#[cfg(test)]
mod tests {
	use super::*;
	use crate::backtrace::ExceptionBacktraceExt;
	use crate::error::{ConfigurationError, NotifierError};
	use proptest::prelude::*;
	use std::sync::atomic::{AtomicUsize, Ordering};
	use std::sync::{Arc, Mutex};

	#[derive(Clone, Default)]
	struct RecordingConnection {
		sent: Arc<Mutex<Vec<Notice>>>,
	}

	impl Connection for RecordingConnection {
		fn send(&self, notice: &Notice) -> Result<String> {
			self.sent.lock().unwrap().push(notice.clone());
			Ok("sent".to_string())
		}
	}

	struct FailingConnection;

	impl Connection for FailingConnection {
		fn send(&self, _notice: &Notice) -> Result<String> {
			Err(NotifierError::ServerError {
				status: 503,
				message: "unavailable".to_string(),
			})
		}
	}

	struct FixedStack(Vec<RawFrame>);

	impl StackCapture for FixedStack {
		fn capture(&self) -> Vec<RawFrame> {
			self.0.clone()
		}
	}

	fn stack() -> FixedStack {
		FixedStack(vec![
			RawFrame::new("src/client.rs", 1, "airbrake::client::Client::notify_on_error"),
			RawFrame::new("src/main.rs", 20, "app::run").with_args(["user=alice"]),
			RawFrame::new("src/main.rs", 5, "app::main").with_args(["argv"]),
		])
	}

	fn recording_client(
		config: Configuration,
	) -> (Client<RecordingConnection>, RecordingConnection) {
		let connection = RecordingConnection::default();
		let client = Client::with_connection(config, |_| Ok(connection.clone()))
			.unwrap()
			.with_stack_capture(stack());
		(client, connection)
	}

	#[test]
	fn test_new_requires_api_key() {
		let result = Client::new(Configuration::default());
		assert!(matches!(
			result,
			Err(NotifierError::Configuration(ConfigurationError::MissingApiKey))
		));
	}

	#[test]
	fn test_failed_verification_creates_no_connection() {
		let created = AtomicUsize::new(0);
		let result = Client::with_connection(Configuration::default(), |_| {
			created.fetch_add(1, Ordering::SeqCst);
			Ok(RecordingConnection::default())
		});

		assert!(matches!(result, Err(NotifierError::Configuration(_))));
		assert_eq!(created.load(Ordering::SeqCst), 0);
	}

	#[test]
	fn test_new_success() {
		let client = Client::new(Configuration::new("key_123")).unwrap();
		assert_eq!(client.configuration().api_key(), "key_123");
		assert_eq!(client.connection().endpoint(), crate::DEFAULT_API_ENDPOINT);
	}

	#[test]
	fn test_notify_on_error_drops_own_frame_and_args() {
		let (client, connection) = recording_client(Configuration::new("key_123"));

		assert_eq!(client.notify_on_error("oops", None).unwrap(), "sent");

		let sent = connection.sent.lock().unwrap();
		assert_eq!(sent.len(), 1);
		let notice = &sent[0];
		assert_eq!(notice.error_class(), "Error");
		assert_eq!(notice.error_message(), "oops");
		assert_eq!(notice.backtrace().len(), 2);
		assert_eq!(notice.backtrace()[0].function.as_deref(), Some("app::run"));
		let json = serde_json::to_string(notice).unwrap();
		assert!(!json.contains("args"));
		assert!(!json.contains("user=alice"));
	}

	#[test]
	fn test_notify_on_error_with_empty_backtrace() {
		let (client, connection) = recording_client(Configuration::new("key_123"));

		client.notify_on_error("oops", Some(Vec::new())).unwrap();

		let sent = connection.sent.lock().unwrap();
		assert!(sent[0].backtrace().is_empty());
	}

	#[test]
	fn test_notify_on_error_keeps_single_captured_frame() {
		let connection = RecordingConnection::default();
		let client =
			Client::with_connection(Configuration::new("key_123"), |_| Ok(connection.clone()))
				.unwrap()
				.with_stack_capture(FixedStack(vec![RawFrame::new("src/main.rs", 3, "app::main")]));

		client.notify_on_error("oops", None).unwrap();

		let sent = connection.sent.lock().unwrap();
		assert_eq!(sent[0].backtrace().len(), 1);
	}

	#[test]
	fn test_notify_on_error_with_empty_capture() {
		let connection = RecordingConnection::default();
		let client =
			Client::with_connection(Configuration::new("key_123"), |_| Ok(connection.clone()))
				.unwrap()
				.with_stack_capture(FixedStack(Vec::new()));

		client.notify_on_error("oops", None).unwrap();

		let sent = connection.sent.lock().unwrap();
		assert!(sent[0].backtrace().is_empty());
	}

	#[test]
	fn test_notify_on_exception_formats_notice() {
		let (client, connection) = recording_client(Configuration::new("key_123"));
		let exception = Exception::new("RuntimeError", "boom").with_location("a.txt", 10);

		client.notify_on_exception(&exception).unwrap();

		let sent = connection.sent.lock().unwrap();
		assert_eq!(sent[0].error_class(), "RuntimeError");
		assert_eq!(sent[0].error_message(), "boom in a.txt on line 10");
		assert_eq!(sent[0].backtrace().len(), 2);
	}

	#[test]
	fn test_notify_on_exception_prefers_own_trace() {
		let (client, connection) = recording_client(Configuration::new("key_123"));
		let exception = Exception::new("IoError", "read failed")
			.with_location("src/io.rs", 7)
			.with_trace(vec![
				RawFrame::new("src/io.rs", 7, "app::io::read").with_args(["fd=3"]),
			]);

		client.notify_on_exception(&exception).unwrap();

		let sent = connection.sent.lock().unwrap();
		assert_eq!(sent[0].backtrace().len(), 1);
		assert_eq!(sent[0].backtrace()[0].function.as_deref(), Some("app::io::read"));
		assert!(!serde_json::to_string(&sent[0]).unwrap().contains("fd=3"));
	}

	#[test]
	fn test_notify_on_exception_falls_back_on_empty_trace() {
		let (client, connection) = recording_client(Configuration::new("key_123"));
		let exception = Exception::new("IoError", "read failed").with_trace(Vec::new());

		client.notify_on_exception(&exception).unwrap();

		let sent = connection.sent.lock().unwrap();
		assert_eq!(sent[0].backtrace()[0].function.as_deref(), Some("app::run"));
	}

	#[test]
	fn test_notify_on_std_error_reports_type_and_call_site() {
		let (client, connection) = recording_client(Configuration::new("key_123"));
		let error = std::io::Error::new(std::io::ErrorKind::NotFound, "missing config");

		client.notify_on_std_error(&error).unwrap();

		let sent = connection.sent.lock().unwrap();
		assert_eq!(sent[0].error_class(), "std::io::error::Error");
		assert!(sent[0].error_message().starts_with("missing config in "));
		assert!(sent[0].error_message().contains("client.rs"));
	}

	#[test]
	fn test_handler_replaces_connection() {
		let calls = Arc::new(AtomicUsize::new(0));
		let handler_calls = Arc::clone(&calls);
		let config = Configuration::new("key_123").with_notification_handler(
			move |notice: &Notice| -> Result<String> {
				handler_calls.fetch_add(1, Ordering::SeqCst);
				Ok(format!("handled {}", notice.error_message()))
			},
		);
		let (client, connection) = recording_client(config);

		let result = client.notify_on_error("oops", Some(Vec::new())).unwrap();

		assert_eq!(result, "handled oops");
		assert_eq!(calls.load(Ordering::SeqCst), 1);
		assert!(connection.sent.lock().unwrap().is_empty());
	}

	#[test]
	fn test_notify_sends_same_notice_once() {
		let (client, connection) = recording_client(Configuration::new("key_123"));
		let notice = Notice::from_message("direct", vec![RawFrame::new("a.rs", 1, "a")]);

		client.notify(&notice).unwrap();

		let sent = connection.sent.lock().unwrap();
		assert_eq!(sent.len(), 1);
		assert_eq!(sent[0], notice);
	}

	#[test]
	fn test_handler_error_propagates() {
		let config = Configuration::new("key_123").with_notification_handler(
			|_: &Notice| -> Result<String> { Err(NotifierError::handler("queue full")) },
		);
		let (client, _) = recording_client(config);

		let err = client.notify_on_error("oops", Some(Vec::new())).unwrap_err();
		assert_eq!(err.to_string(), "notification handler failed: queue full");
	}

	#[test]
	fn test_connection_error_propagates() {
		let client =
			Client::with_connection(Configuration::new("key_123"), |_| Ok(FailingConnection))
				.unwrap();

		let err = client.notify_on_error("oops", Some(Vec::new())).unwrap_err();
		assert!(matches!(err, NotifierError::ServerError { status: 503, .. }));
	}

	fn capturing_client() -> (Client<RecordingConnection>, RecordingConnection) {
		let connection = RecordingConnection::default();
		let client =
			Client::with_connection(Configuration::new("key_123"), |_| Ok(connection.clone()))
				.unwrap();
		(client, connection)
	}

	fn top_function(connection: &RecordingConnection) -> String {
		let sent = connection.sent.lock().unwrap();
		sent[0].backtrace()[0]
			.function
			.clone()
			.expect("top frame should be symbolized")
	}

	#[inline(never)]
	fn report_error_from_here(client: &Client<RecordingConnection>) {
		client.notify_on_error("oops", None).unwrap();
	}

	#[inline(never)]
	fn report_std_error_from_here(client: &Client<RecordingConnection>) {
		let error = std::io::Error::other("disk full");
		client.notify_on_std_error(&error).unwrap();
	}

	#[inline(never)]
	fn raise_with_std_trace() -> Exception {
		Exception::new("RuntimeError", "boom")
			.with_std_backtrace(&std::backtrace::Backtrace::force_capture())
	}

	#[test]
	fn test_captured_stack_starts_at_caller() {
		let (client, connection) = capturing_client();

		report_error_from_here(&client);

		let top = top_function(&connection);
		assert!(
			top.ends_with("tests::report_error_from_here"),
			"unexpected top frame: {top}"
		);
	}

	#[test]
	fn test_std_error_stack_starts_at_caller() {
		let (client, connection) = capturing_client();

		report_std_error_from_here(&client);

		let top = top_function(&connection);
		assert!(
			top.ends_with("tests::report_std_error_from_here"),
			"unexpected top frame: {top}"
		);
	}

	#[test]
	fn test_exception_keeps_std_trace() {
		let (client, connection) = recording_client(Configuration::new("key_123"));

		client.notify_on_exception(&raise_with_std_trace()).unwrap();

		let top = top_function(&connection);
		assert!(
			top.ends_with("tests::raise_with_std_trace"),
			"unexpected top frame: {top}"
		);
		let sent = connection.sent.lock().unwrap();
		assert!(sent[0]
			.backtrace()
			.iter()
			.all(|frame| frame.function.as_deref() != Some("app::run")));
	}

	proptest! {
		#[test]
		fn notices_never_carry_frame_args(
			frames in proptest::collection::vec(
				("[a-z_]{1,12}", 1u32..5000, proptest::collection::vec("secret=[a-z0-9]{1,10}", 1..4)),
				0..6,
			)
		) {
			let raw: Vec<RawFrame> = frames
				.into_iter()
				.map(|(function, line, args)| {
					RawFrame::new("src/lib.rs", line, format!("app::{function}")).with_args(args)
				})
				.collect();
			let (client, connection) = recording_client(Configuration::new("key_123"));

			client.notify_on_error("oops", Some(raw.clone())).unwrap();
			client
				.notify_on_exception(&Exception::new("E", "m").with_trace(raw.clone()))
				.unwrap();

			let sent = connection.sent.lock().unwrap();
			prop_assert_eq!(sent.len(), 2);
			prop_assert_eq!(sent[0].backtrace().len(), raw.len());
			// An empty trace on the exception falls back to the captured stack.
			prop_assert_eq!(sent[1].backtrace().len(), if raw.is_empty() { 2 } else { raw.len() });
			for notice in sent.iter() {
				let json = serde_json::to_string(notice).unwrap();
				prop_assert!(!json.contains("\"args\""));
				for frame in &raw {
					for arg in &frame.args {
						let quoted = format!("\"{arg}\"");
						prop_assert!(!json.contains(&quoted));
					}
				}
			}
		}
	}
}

[Directions] Where a line of the listing includes the word "sync", add it to the tally, and give the final number and nothing more.

[Answer section] 2